> Excerpts from a dataset:
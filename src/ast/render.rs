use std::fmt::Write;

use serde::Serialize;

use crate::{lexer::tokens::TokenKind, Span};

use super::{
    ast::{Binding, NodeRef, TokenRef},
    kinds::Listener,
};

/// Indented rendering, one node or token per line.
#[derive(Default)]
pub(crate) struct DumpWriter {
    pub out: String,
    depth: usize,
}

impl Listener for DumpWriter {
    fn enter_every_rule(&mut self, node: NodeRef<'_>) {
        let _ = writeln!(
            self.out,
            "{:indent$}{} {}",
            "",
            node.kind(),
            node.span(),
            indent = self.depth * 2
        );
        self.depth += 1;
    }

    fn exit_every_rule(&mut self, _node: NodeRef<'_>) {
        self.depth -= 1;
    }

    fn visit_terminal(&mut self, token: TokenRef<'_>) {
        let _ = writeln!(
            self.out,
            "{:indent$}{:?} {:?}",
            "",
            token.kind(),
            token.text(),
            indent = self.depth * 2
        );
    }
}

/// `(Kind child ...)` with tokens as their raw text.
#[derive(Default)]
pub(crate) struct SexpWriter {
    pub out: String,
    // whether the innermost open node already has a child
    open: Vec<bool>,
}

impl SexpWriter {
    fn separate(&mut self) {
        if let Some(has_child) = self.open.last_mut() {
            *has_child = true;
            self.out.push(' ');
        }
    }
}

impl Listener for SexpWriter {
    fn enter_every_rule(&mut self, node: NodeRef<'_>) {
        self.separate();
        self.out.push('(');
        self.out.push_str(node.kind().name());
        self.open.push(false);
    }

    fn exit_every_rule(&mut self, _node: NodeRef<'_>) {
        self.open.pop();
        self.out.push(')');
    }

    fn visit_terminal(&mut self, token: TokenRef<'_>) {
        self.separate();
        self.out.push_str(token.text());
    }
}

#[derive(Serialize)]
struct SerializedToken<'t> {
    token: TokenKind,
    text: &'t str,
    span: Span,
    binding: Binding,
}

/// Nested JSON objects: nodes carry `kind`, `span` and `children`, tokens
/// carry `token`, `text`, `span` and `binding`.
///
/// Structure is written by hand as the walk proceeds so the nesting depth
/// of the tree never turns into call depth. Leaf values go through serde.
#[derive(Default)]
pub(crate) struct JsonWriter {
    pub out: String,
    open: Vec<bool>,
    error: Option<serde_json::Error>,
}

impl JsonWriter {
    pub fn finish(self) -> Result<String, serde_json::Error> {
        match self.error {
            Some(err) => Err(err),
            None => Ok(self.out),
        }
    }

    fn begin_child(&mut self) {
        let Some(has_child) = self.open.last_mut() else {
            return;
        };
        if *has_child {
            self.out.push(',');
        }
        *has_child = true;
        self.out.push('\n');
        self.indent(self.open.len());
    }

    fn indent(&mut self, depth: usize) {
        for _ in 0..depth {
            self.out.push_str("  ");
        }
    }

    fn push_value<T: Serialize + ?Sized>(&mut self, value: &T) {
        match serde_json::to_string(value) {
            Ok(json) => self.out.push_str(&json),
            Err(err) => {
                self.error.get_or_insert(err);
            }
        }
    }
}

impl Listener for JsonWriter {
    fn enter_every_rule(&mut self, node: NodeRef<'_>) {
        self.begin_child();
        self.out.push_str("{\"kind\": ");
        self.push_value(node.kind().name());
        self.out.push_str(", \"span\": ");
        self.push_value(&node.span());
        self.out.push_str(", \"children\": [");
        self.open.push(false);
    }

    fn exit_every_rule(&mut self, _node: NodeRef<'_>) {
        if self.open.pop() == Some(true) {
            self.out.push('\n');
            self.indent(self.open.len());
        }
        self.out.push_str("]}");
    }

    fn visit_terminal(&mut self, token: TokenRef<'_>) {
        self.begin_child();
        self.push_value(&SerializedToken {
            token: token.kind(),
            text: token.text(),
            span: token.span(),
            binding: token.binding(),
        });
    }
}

> Instructions for the task: Scan the data above for the string "depth" and copy each line where it appears.

> Response:
    depth: usize,
            indent = self.depth * 2
        self.depth += 1;
        self.depth -= 1;
            indent = self.depth * 2
/// Structure is written by hand as the walk proceeds so the nesting depth
/// of the tree never turns into call depth. Leaf values go through serde.
    fn indent(&mut self, depth: usize) {
        for _ in 0..depth {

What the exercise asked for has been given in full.